Jolene Brown : Non. Je ne parle pas ici d’un rôle de médiatrice, mais bien de leader. Bien sûr, en tant que leader, la belle-fille peut être appelée à agir comme médiatrice. Mais sa force tient, selon moi, au fait qu’elle n’a pas étudié aux mêmes endroits que les autres membres de la famille, ne véhicule pas les mêmes traditions et les mêmes idées reçues, et craint par-dessus tout de faire des erreurs. Et donc, comme leader, elle fait tout à la perfection. Je vous donne un exemple. Dans une famille que j’ai conseillée, la belle-fille était clairement un leader potentiel de premier choix. Tous étaient d’accord sur ce point, car elle avait démontré sa capacité à prendre la relève comme chef de l’entreprise. Elle a donc pris les rênes, avec le soutien de tous. Moins de deux semaines plus tard, elle faisait économiser 60 000 $ à la famille en congédiant l’un des garçons, qui était alcoolique. En tant qu’employé, le jeune homme représentait un risque pour l’entreprise et pour la sécurité des personnes. La nouvelle chef d’entreprise a réuni la famille autour de la table de cuisine et a déclaré : « Nous devons lui donner de l’amour, du soutien et des ressources, mais vous devez comprendre que ce n’est pas à l’entreprise familiale qu’incombe la responsabilité de réadapter un membre de la famille. » Voilà un exemple éloquent de leadership dans un contexte difficile – et cela, sans négociation ni médiation. Une famille qui veut agir dans l’intérêt de son entreprise doit choisir la bonne personne comme chef d’entreprise. Elle doit aussi mettre certaines choses par écrit dans des documents indépendants des testaments.

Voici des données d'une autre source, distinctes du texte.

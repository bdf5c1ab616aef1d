use serde::{Deserialize, Serialize};

/// The trip a passenger asked for. Never changes once submitted, a new trip
/// is a new query.
#[derive(Debug, Clone, PartialEq, Eq, Serialize, Deserialize)]
#[serde(rename_all = "camelCase")]
pub struct RouteQuery {
    starting_point: String,
    destination: String,
}

impl RouteQuery {
    pub fn new(starting_point: impl Into<String>, destination: impl Into<String>) -> Self {
        RouteQuery {
            starting_point: starting_point.into(),
            destination: destination.into(),
        }
    }

    pub fn starting_point(&self) -> &str {
        &self.starting_point
    }

    pub fn destination(&self) -> &str {
        &self.destination
    }
}
use std::fmt;

use serde::{Deserialize, Serialize};

use crate::error::TrackerError;

/// Key of a vehicle in the realtime store, the driver's vehicle name.
#[derive(Debug, Clone, PartialEq, Eq, PartialOrd, Ord, Hash, Serialize, Deserialize)]
#[serde(try_from = "String", into = "String")]
pub struct VehicleId(String);

impl VehicleId {
    pub fn new(value: impl Into<String>) -> Result<Self, TrackerError> {
        let value = value.into();
        let trimmed = value.trim();

        if trimmed.is_empty() {
            return Err(TrackerError::InvalidRecord(String::from(
                "vehicle id must not be empty",
            )));
        }

        // Ids become store paths (`buses/{id}`).
        if trimmed.contains('/') {
            return Err(TrackerError::InvalidRecord(format!(
                "vehicle id '{trimmed}' must not contain '/'"
            )));
        }

        Ok(VehicleId(trimmed.to_owned()))
    }

    pub fn as_str(&self) -> &str {
        &self.0
    }
}

impl TryFrom<String> for VehicleId {
    type Error = TrackerError;

    fn try_from(value: String) -> Result<Self, Self::Error> {
        VehicleId::new(value)
    }
}

impl From<VehicleId> for String {
    fn from(id: VehicleId) -> Self {
        id.0
    }
}

impl fmt::Display for VehicleId {
    fn fmt(&self, f: &mut fmt::Formatter<'_>) -> fmt::Result {
        f.write_str(&self.0)
    }
}
use std::sync::Arc;

use axum::{
    Json,
    extract::{Query, State},
};
use serde::Deserialize;
use transit_tracker::{
    geo::geo_point::GeoPoint,
    passenger::{
        annotated_bus::AnnotatedBus, passenger_matcher::PassengerMatcher,
        route_query::RouteQuery,
    },
    store::position_store::RealtimePositionStore,
};

use crate::{error::ApiError, state::AppState};

/// `?starting_point=..&destination=..[&lat=..&lng=..]`
#[derive(Debug, Deserialize)]
pub struct PassengerQuery {
    pub starting_point: String,
    pub destination: String,
    pub lat: Option<f64>,
    pub lng: Option<f64>,
}

impl PassengerQuery {
    pub fn reference_position(&self) -> Result<Option<GeoPoint>, ApiError> {
        match (self.lat, self.lng) {
            (Some(lat), Some(lng)) => Ok(Some(GeoPoint::try_new(lat, lng)?)),
            (None, None) => Ok(None),
            _ => Err(ApiError::BadRequest(String::from(
                "lat and lng must be given together",
            ))),
        }
    }

    pub fn matcher(&self, state: &AppState) -> Result<PassengerMatcher, ApiError> {
        Ok(PassengerMatcher::from_config(
            RouteQuery::new(self.starting_point.as_str(), self.destination.as_str()),
            self.reference_position()?,
            &state.config,
        ))
    }
}

pub async fn buses_handler(
    State(state): State<Arc<AppState>>,
    Query(query): Query<PassengerQuery>,
) -> Result<Json<Vec<AnnotatedBus>>, ApiError> {
    let matcher = query.matcher(&state)?;
    let snapshot = state.store.snapshot()?;
    Ok(Json(matcher.on_snapshot(&snapshot)))
}
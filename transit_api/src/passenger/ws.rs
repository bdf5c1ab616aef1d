use std::sync::Arc;

use axum::{
    extract::{
        Query, State, WebSocketUpgrade,
        ws::{Message, WebSocket},
    },
    response::Response,
};
use serde::Deserialize;
use tokio::sync::watch;
use tracing::{debug, warn};
use transit_tracker::{
    error::TrackerError,
    geo::geo_point::GeoPoint,
    passenger::{
        annotated_bus::AnnotatedBus, passenger_feed::PassengerFeed,
        passenger_matcher::PassengerMatcher,
    },
    store::position_store::RealtimePositionStore,
};

use crate::{error::ApiError, passenger::buses::PassengerQuery, state::AppState};

/// A position update sent by the passenger's device over the socket.
#[derive(Debug, Deserialize)]
struct ReferencePosition {
    lat: f64,
    lng: f64,
}

/// A feed over `store` whose reader only ever sees the most recent list.
fn latest_bus_lists(
    store: &dyn RealtimePositionStore,
    matcher: PassengerMatcher,
) -> Result<(PassengerFeed, watch::Receiver<Option<Vec<AnnotatedBus>>>), TrackerError> {
    let (sender, receiver) = watch::channel(None);
    let feed = PassengerFeed::subscribe(
        store,
        matcher,
        Box::new(move |buses: &[AnnotatedBus]| {
            sender.send_replace(Some(buses.to_vec()));
        }),
    )?;
    Ok((feed, receiver))
}

pub async fn handler(
    ws: WebSocketUpgrade,
    State(state): State<Arc<AppState>>,
    Query(query): Query<PassengerQuery>,
) -> Result<Response, ApiError> {
    let matcher = query.matcher(&state)?;
    Ok(ws.on_upgrade(|socket| handle_socket(socket, state, matcher)))
}

/// Pushes the annotated list on connect, on every store change and every time
/// the client reports a new position as `{"lat": .., "lng": ..}`. Only the
/// latest list is kept for a slow client.
async fn handle_socket(mut socket: WebSocket, state: Arc<AppState>, matcher: PassengerMatcher) {
    let (feed, mut receiver) = match latest_bus_lists(&state.store, matcher) {
        Ok(latest) => latest,
        Err(error) => {
            warn!(%error, "Could not subscribe passenger feed");
            return;
        }
    };

    loop {
        tokio::select! {
            changed = receiver.changed() => {
                if changed.is_err() {
                    break;
                }
                let Some(buses) = receiver.borrow_and_update().clone() else {
                    continue;
                };
                let payload = match serde_json::to_string(&buses) {
                    Ok(payload) => payload,
                    Err(error) => {
                        warn!(%error, "Could not serialize bus list");
                        continue;
                    }
                };
                if socket.send(Message::Text(payload.into())).await.is_err() {
                    break;
                }
            }
            message = socket.recv() => match message {
                Some(Ok(Message::Text(text))) => {
                    match serde_json::from_str::<ReferencePosition>(text.as_str()) {
                        Ok(position) => match GeoPoint::try_new(position.lat, position.lng) {
                            Ok(point) => feed.set_reference_position(Some(point)),
                            Err(error) => warn!(%error, "Ignoring invalid passenger position"),
                        },
                        Err(error) => warn!(%error, "Ignoring malformed socket message"),
                    }
                }
                Some(Ok(Message::Close(_))) | Some(Err(_)) | None => break,
                Some(Ok(_)) => {}
            }
        }
    }

    feed.unsubscribe();
    debug!("Passenger socket closed");
}
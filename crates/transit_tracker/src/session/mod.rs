pub mod session_context;
pub mod session_store;
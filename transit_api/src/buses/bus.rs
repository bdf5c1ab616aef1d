use std::sync::Arc;

use axum::{
    Json,
    extract::{Path, State},
    http::StatusCode,
};
use serde::Deserialize;
use transit_tracker::{
    store::position_store::RealtimePositionStore,
    vehicle::{vehicle_id::VehicleId, vehicle_record::VehicleRecord},
};

use crate::{error::ApiError, state::AppState};

#[derive(Deserialize)]
pub struct BusPath {
    pub vehicle_id: String,
}

impl BusPath {
    fn vehicle_id(&self) -> Result<VehicleId, ApiError> {
        Ok(VehicleId::new(self.vehicle_id.as_str())?)
    }
}

pub async fn get_handler(
    State(state): State<Arc<AppState>>,
    Path(path): Path<BusPath>,
) -> Result<Json<VehicleRecord>, ApiError> {
    let vehicle_id = path.vehicle_id()?;
    let snapshot = state.store.snapshot()?;

    snapshot
        .get(&vehicle_id)
        .cloned()
        .map(Json)
        .ok_or_else(|| ApiError::NotFound(format!("Vehicle {vehicle_id} is not broadcasting")))
}

/// Upserts the vehicle's record. The body's `vehicleId` must match the path.
pub async fn put_handler(
    State(state): State<Arc<AppState>>,
    Path(path): Path<BusPath>,
    Json(record): Json<VehicleRecord>,
) -> Result<StatusCode, ApiError> {
    let vehicle_id = path.vehicle_id()?;
    state.store.publish(&vehicle_id, record)?;
    Ok(StatusCode::NO_CONTENT)
}

pub async fn delete_handler(
    State(state): State<Arc<AppState>>,
    Path(path): Path<BusPath>,
) -> Result<StatusCode, ApiError> {
    let vehicle_id = path.vehicle_id()?;
    state.store.remove(&vehicle_id)?;
    Ok(StatusCode::NO_CONTENT)
}
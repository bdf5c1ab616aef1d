use std::{collections::BTreeMap, sync::Arc};

use serde::Serialize;

use crate::vehicle::{vehicle_id::VehicleId, vehicle_record::VehicleRecord};

/// Immutable view of every record in the store at one point in time.
///
/// Cloning is cheap, all clones share the same map.
#[derive(Debug, Clone, Default, PartialEq, Serialize)]
#[serde(transparent)]
pub struct PositionSnapshot {
    records: Arc<BTreeMap<VehicleId, VehicleRecord>>,
}

impl PositionSnapshot {
    pub fn new(records: BTreeMap<VehicleId, VehicleRecord>) -> Self {
        PositionSnapshot {
            records: Arc::new(records),
        }
    }

    /// Mutable access for the owning store. Copies the map only while older
    /// snapshots are still held by subscribers.
    pub(crate) fn make_mut(&mut self) -> &mut BTreeMap<VehicleId, VehicleRecord> {
        Arc::make_mut(&mut self.records)
    }

    pub fn get(&self, vehicle_id: &VehicleId) -> Option<&VehicleRecord> {
        self.records.get(vehicle_id)
    }

    pub fn contains(&self, vehicle_id: &VehicleId) -> bool {
        self.records.contains_key(vehicle_id)
    }

    /// Records in store iteration order, ascending vehicle id.
    pub fn records(&self) -> impl Iterator<Item = &VehicleRecord> {
        self.records.values()
    }

    pub fn len(&self) -> usize {
        self.records.len()
    }

    pub fn is_empty(&self) -> bool {
        self.records.is_empty()
    }
}

impl FromIterator<VehicleRecord> for PositionSnapshot {
    fn from_iter<I: IntoIterator<Item = VehicleRecord>>(iter: I) -> Self {
        PositionSnapshot::new(
            iter.into_iter()
                .map(|record| (record.vehicle_id().clone(), record))
                .collect(),
        )
    }
}
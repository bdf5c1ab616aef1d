#![allow(dead_code)]

use std::sync::Arc;

use parking_lot::Mutex;
use transit_tracker::{
    geo::{distance::EARTH_RADIUS_KM, geo_point::GeoPoint},
    passenger::{annotated_bus::AnnotatedBus, passenger_feed::BusListCallback},
    vehicle::{vehicle_id::VehicleId, vehicle_meta::VehicleMeta},
};

pub const PASSENGER: GeoPoint = GeoPoint {
    lat: 12.90,
    lng: 77.58,
};

pub fn create_vehicle_meta(name: &str, starting_point: &str, destination: &str) -> VehicleMeta {
    VehicleMeta::new(
        VehicleId::new(name).unwrap(),
        format!("Route {name}"),
        starting_point,
        destination,
    )
}

pub fn north_of(origin: GeoPoint, km: f64) -> GeoPoint {
    GeoPoint::new(origin.lat + (km / EARTH_RADIUS_KM).to_degrees(), origin.lng)
}

pub type DisplayedLists = Arc<Mutex<Vec<Vec<AnnotatedBus>>>>;

/// A display callback that keeps every list it is shown.
pub fn recording_display() -> (DisplayedLists, BusListCallback) {
    let lists: DisplayedLists = Arc::new(Mutex::new(Vec::new()));
    let sink = Arc::clone(&lists);
    (
        lists,
        Box::new(move |buses: &[AnnotatedBus]| sink.lock().push(buses.to_vec())),
    )
}

pub fn etas(buses: &[AnnotatedBus]) -> Vec<(String, Option<u32>)> {
    buses
        .iter()
        .map(|bus| {
            (
                bus.record.vehicle_id().to_string(),
                bus.estimated_arrival_minutes,
            )
        })
        .collect()
}
use std::fmt;

type Unsubscriber = Box<dyn FnOnce() + Send + 'static>;

/// Handle to a live subscription.
///
/// Unsubscribes when [`Subscription::unsubscribe`] is called or when the handle
/// is dropped. Once either returns, the callback will not run again.
#[must_use = "dropping a subscription unsubscribes immediately"]
pub struct Subscription {
    unsubscriber: Option<Unsubscriber>,
}

impl Subscription {
    pub fn new<F>(unsubscriber: F) -> Self
    where
        F: FnOnce() + Send + 'static,
    {
        Subscription {
            unsubscriber: Some(Box::new(unsubscriber)),
        }
    }

    pub fn unsubscribe(mut self) {
        self.cancel();
    }

    fn cancel(&mut self) {
        if let Some(unsubscriber) = self.unsubscriber.take() {
            unsubscriber();
        }
    }
}

impl Drop for Subscription {
    fn drop(&mut self) {
        self.cancel();
    }
}

impl fmt::Debug for Subscription {
    fn fmt(&self, f: &mut fmt::Formatter<'_>) -> fmt::Result {
        f.debug_struct("Subscription")
            .field("active", &self.unsubscriber.is_some())
            .finish()
    }
}
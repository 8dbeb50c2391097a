//! Bounded-concurrency dispatcher and durable job ledger.
//!
//! The dispatcher binds the concurrency limit, fans exactly one worker out
//! per work unit behind a semaphore, and collects completions in whatever
//! order they arrive — units are embarrassingly parallel and no ordering is
//! guaranteed or needed. Each completion is appended to the job ledger and
//! recorded into its group's accounting before the next is awaited.

use std::collections::HashMap;
use std::io::Write;
use std::path::Path;
use std::sync::Arc;

use tokio::sync::Semaphore;
use tokio::task::JoinSet;
use tracing::{info, instrument, warn};

use codevec_shared::{
    CodevecError, ExitClass, LEDGER_FILE_NAME, LedgerEntry, PipelineConfig, Result, RunId,
    WorkUnit,
};
use codevec_vocab::VocabSource;
use codevec_worker::{UnitReport, WorkerContext, run_unit};

use crate::accounting::{GroupAccounting, GroupLog};
use crate::pipeline::ProgressReporter;

/// Upper clamp on derived or requested concurrency.
const MAX_JOBS: usize = 32;

// ---------------------------------------------------------------------------
// Concurrency binding
// ---------------------------------------------------------------------------

/// Bind the worker pool size: explicit override wins, otherwise ~60% of the
/// detected core count, clamped to a sane range either way.
pub fn derive_jobs(explicit: Option<usize>) -> usize {
    match explicit {
        Some(jobs) => jobs.clamp(1, MAX_JOBS),
        None => {
            let cores = detected_cores();
            (cores * 3 / 5).clamp(1, MAX_JOBS)
        }
    }
}

/// Per-worker compute budget (cores ÷ concurrency) exported to inference
/// subprocesses so they cannot oversubscribe the host.
pub fn compute_budget(jobs: usize) -> usize {
    (detected_cores() / jobs.max(1)).max(1)
}

fn detected_cores() -> usize {
    std::thread::available_parallelism()
        .map(|n| n.get())
        .unwrap_or(4)
}

// ---------------------------------------------------------------------------
// Job ledger
// ---------------------------------------------------------------------------

/// Append-only JSONL audit ledger: one line per unit.
pub struct Ledger {
    file: std::fs::File,
}

impl Ledger {
    pub fn open(output_root: &Path) -> Result<Self> {
        std::fs::create_dir_all(output_root).map_err(|e| CodevecError::io(output_root, e))?;
        let path = output_root.join(LEDGER_FILE_NAME);
        let file = std::fs::OpenOptions::new()
            .create(true)
            .append(true)
            .open(&path)
            .map_err(|e| CodevecError::io(&path, e))?;
        Ok(Self { file })
    }

    pub fn append(&mut self, entry: &LedgerEntry) -> Result<()> {
        let mut line = serde_json::to_vec(entry)
            .map_err(|e| CodevecError::Failure(format!("ledger serialization: {e}")))?;
        line.push(b'\n');
        self.file
            .write_all(&line)
            .and_then(|()| self.file.flush())
            .map_err(|e| CodevecError::Failure(format!("ledger append: {e}")))
    }
}

// ---------------------------------------------------------------------------
// Dispatch
// ---------------------------------------------------------------------------

/// Fan the unit list out to the bounded worker pool and collect every
/// report. Worker failures are already classified inside the reports; only
/// infrastructure errors (ledger I/O, task panics) surface here.
#[instrument(skip_all, fields(units = units.len()))]
pub async fn dispatch(
    config: Arc<PipelineConfig>,
    vocab: VocabSource,
    units: Vec<WorkUnit>,
    run_id: RunId,
    progress: &dyn ProgressReporter,
) -> Result<Vec<UnitReport>> {
    let jobs = derive_jobs(config.jobs);
    let threads = compute_budget(jobs);
    let total = units.len();
    info!(jobs, threads_per_worker = threads, total, "dispatching workers");

    let mut ledger = Ledger::open(&config.output_root)?;
    let semaphore = Arc::new(Semaphore::new(jobs));
    let mut tasks = JoinSet::new();

    for unit in units {
        let ctx = WorkerContext {
            config: config.clone(),
            vocab: vocab.clone(),
            compute_threads: threads,
        };
        let sem = semaphore.clone();
        tasks.spawn(async move {
            let _permit = sem.acquire().await.expect("semaphore closed");
            run_unit(&ctx, &unit).await
        });
    }

    let mut accounting: HashMap<String, GroupAccounting> = HashMap::new();
    let mut logs: HashMap<String, GroupLog> = HashMap::new();
    let mut reports = Vec::with_capacity(total);

    while let Some(joined) = tasks.join_next().await {
        let report = match joined {
            Ok(report) => report,
            Err(e) => {
                // A panicking worker must not abort the batch.
                warn!(error = %e, "worker task failed");
                continue;
            }
        };

        record_report(&config, &report, &mut accounting, &mut logs)?;
        ledger.append(&ledger_entry(&run_id, &report))?;

        reports.push(report);
        progress.unit_done(reports.last().expect("just pushed"), reports.len(), total);
    }

    for acct in accounting.values_mut() {
        acct.finalize()?;
    }

    Ok(reports)
}

/// Write one report's file outcomes into its group's accounting and
/// narrative log.
fn record_report(
    config: &PipelineConfig,
    report: &UnitReport,
    accounting: &mut HashMap<String, GroupAccounting>,
    logs: &mut HashMap<String, GroupLog>,
) -> Result<()> {
    let acct = match accounting.entry(report.group.clone()) {
        std::collections::hash_map::Entry::Occupied(e) => e.into_mut(),
        std::collections::hash_map::Entry::Vacant(e) => {
            e.insert(GroupAccounting::open(&config.output_root, &report.group)?)
        }
    };
    let log = match logs.entry(report.group.clone()) {
        std::collections::hash_map::Entry::Occupied(e) => e.into_mut(),
        std::collections::hash_map::Entry::Vacant(e) => {
            e.insert(GroupLog::open(&config.output_root, &report.group)?)
        }
    };

    for file in &report.files {
        if let Some(value) = file.contexts {
            acct.record(&file.name, value)?;
        }
        match file.class {
            ExitClass::Done => log.line(&format!(
                "[ok] {}: {} contexts",
                file.name,
                match file.contexts {
                    Some(codevec_shared::ContextCount::Count(n)) => n,
                    _ => 0,
                }
            )),
            ExitClass::Skipped => log.line(&format!("[skip] {}: final artifact present", file.name)),
            class => log.line(&format!(
                "[fail] {}: {class}: {}",
                file.name,
                file.detail.as_deref().unwrap_or("unknown")
            )),
        }
    }
    Ok(())
}

fn ledger_entry(run_id: &RunId, report: &UnitReport) -> LedgerEntry {
    LedgerEntry {
        run_id: run_id.clone(),
        group: report.group.clone(),
        unit: report.unit.clone(),
        started_at: report.started_at,
        ended_at: report.ended_at,
        retries: report.retries,
        class: report.class,
        contexts: report.contexts,
    }
}

#[cfg(test)]
mod tests {
    use super::*;

    #[test]
    fn explicit_override_is_clamped() {
        assert_eq!(derive_jobs(Some(4)), 4);
        assert_eq!(derive_jobs(Some(0)), 1);
        assert_eq!(derive_jobs(Some(10_000)), MAX_JOBS);
    }

    #[test]
    fn derived_jobs_stay_in_range() {
        let jobs = derive_jobs(None);
        assert!((1..=MAX_JOBS).contains(&jobs));
    }

    #[test]
    fn compute_budget_never_zero() {
        assert!(compute_budget(1) >= 1);
        assert_eq!(compute_budget(10_000), 1);
    }
}
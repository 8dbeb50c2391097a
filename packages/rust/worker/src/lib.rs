//! Per-unit pipeline worker for codevec.
//!
//! A worker drives one work unit through the four-stage pipeline
//! (extraction → structural filter → normalization → inference) as a state
//! machine with idempotent resumption, bounded retries, and escalating
//! subprocess termination. Failures are classified, never propagated: the
//! dispatcher always sees a completed [`UnitReport`].

pub mod machine;
pub mod stages;

pub use machine::{FileOutcome, UnitReport, WorkerContext, run_unit};
pub use stages::{FilterStats, fixed_width_ok};
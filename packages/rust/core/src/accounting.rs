//! Per-group accounting and narrative logging.
//!
//! The accounting document maps file names to context counts (or an
//! explicit error marker) and must be well-formed JSON at every instant,
//! including after an abrupt interruption. Every update rewrites the
//! document atomically, and a `Drop` guard finalizes any pending state on
//! all exit paths — success, error, and cancellation alike.

use std::collections::BTreeMap;
use std::io::Write;
use std::path::{Path, PathBuf};

use tracing::{debug, warn};

use codevec_shared::{
    ACCOUNTING_FILE_NAME, CodevecError, ContextCount, GROUP_LOG_FILE_NAME, Result,
};

// ---------------------------------------------------------------------------
// GroupAccounting
// ---------------------------------------------------------------------------

/// Crash-safe accounting for one group.
pub struct GroupAccounting {
    path: PathBuf,
    entries: BTreeMap<String, ContextCount>,
    dirty: bool,
}

impl GroupAccounting {
    /// Open the group's accounting document, merging entries from a
    /// previous run so resumed groups keep their recorded counts.
    pub fn open(output_root: &Path, group: &str) -> Result<Self> {
        let dir = output_root.join(group).join("c2v");
        std::fs::create_dir_all(&dir).map_err(|e| CodevecError::io(&dir, e))?;
        let path = dir.join(ACCOUNTING_FILE_NAME);

        let entries = match std::fs::read_to_string(&path) {
            Ok(content) => serde_json::from_str(&content).unwrap_or_else(|e| {
                warn!(path = %path.display(), error = %e, "unreadable accounting, starting fresh");
                BTreeMap::new()
            }),
            Err(_) => BTreeMap::new(),
        };

        Ok(Self {
            path,
            entries,
            dirty: false,
        })
    }

    /// Record one file's outcome and persist the document atomically.
    pub fn record(&mut self, name: &str, value: ContextCount) -> Result<()> {
        self.entries.insert(name.to_string(), value);
        self.dirty = true;
        self.write()
    }

    pub fn entries(&self) -> &BTreeMap<String, ContextCount> {
        &self.entries
    }

    /// Guarded completion step: persist any pending state.
    pub fn finalize(&mut self) -> Result<()> {
        if self.dirty {
            self.write()?;
        }
        Ok(())
    }

    fn write(&mut self) -> Result<()> {
        let json = serde_json::to_vec_pretty(&self.entries)
            .map_err(|e| CodevecError::Failure(format!("accounting serialization: {e}")))?;
        atomic_write(&self.path, &json)?;
        self.dirty = false;
        debug!(path = %self.path.display(), entries = self.entries.len(), "accounting written");
        Ok(())
    }
}

impl Drop for GroupAccounting {
    fn drop(&mut self) {
        if let Err(e) = self.finalize() {
            warn!(path = %self.path.display(), error = %e, "accounting finalization failed");
        }
    }
}

/// Write via temp file + rename so the document is complete at every
/// instant.
fn atomic_write(path: &Path, content: &[u8]) -> Result<()> {
    let parent = path
        .parent()
        .ok_or_else(|| CodevecError::Failure(format!("no parent for {}", path.display())))?;
    let tmp = parent.join(format!(".tmp-{}", uuid::Uuid::now_v7()));
    std::fs::write(&tmp, content).map_err(|e| CodevecError::io(&tmp, e))?;
    std::fs::rename(&tmp, path).map_err(|e| CodevecError::io(path, e))
}

// ---------------------------------------------------------------------------
// GroupLog
// ---------------------------------------------------------------------------

/// Append-only narrative log for one group (`<group>/process.log`).
pub struct GroupLog {
    path: PathBuf,
}

impl GroupLog {
    pub fn open(output_root: &Path, group: &str) -> Result<Self> {
        let dir = output_root.join(group);
        std::fs::create_dir_all(&dir).map_err(|e| CodevecError::io(&dir, e))?;
        Ok(Self {
            path: dir.join(GROUP_LOG_FILE_NAME),
        })
    }

    /// Append one timestamped line; failures are logged, never propagated —
    /// the narrative log must not fail a unit.
    pub fn line(&self, message: &str) {
        let stamped = format!("[{}] {message}\n", chrono::Utc::now().format("%Y-%m-%dT%H:%M:%S"));
        let result = std::fs::OpenOptions::new()
            .create(true)
            .append(true)
            .open(&self.path)
            .and_then(|mut f| f.write_all(stamped.as_bytes()));
        if let Err(e) = result {
            warn!(path = %self.path.display(), error = %e, "failed to append narrative log");
        }
    }
}

#[cfg(test)]
mod tests {
    use super::*;
    use std::fs;

    fn temp_root() -> PathBuf {
        let root = std::env::temp_dir().join(format!("codevec-acct-{}", uuid::Uuid::now_v7()));
        fs::create_dir_all(&root).unwrap();
        root
    }

    #[test]
    fn every_update_leaves_wellformed_json() {
        let root = temp_root();
        let mut acct = GroupAccounting::open(&root, "grp").unwrap();

        acct.record("unit_a", ContextCount::Count(12)).unwrap();
        let path = root.join("grp/c2v").join(ACCOUNTING_FILE_NAME);
        let parsed: BTreeMap<String, ContextCount> =
            serde_json::from_str(&fs::read_to_string(&path).unwrap()).unwrap();
        assert_eq!(parsed.get("unit_a"), Some(&ContextCount::Count(12)));

        acct.record("unit_b", ContextCount::Error).unwrap();
        let parsed: BTreeMap<String, ContextCount> =
            serde_json::from_str(&fs::read_to_string(&path).unwrap()).unwrap();
        assert_eq!(parsed.len(), 2);
        assert_eq!(parsed.get("unit_b"), Some(&ContextCount::Error));

        let _ = fs::remove_dir_all(&root);
    }

    #[test]
    fn reopen_merges_previous_entries() {
        let root = temp_root();
        {
            let mut acct = GroupAccounting::open(&root, "grp").unwrap();
            acct.record("unit_a", ContextCount::Count(7)).unwrap();
        }
        {
            let mut acct = GroupAccounting::open(&root, "grp").unwrap();
            assert_eq!(acct.entries().len(), 1);
            acct.record("unit_b", ContextCount::Count(3)).unwrap();
            assert_eq!(acct.entries().len(), 2);
        }

        let _ = fs::remove_dir_all(&root);
    }

    #[test]
    fn drop_guard_tolerates_abrupt_exit() {
        let root = temp_root();
        {
            let mut acct = GroupAccounting::open(&root, "grp").unwrap();
            acct.record("unit_a", ContextCount::Count(1)).unwrap();
            // Simulate an interruption: the guard finalizes on drop.
        }
        let path = root.join("grp/c2v").join(ACCOUNTING_FILE_NAME);
        let content = fs::read_to_string(&path).unwrap();
        assert!(serde_json::from_str::<serde_json::Value>(&content).is_ok());

        let _ = fs::remove_dir_all(&root);
    }

    #[test]
    fn corrupt_accounting_starts_fresh() {
        let root = temp_root();
        let dir = root.join("grp/c2v");
        fs::create_dir_all(&dir).unwrap();
        fs::write(dir.join(ACCOUNTING_FILE_NAME), "{ not json").unwrap();

        let acct = GroupAccounting::open(&root, "grp").unwrap();
        assert!(acct.entries().is_empty());

        let _ = fs::remove_dir_all(&root);
    }

    #[test]
    fn group_log_appends_lines() {
        let root = temp_root();
        let log = GroupLog::open(&root, "grp").unwrap();
        log.line("[ok] unit_a: 12 contexts");
        log.line("[fail] unit_b: extract_failed");

        let content = fs::read_to_string(root.join("grp").join(GROUP_LOG_FILE_NAME)).unwrap();
        assert_eq!(content.lines().count(), 2);
        assert!(content.contains("unit_b: extract_failed"));

        let _ = fs::remove_dir_all(&root);
    }
}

Shaun Haney : Dans votre travail en planification de la relève agricole familiale, vous parlez de l’importance de la courtoisie. N’est-ce pas une exigence qui va de soi ? Pour quelle raison jugez-vous utile de rappeler la nécessité d’être courtois ?
Jolene Brown : Cela tient aux habitudes de comportement que l’on acquiert dans l’enfance au sein d’une famille, et qui demeurent présentes à l’âge adulte. Les façons d’agir les uns envers les autres ne sont pas nécessairement empreintes du respect que l’on accorderait à un collègue ou à un responsable dans une entreprise. La courtoisie, ce n’est pas seulement dire merci ou s’il vous plaît. C’est aussi savoir fermer les portes délicatement, répondre autrement qu’en levant les yeux au ciel, mettre fin à une conversation poliment – et éviter de parsemer ses phrases de jurons. Bref, on n’est pas censé adopter dans une entreprise familiale des comportements qui n’auraient pas leur place dans une autre entreprise. Pour obtenir des choses, il faut montrer qu’on apprécie ce qu’on a déjà. Notre attitude passe par nos paroles et nos actes. On gagne le respect d’autrui en répétant certains comportements – et non pas en se montrant charmant une journée et désagréable le lendemain. En somme, le défi de chacun consiste à se défaire de certaines habitudes. C’est comme cela qu’on fait sa place dans une entreprise.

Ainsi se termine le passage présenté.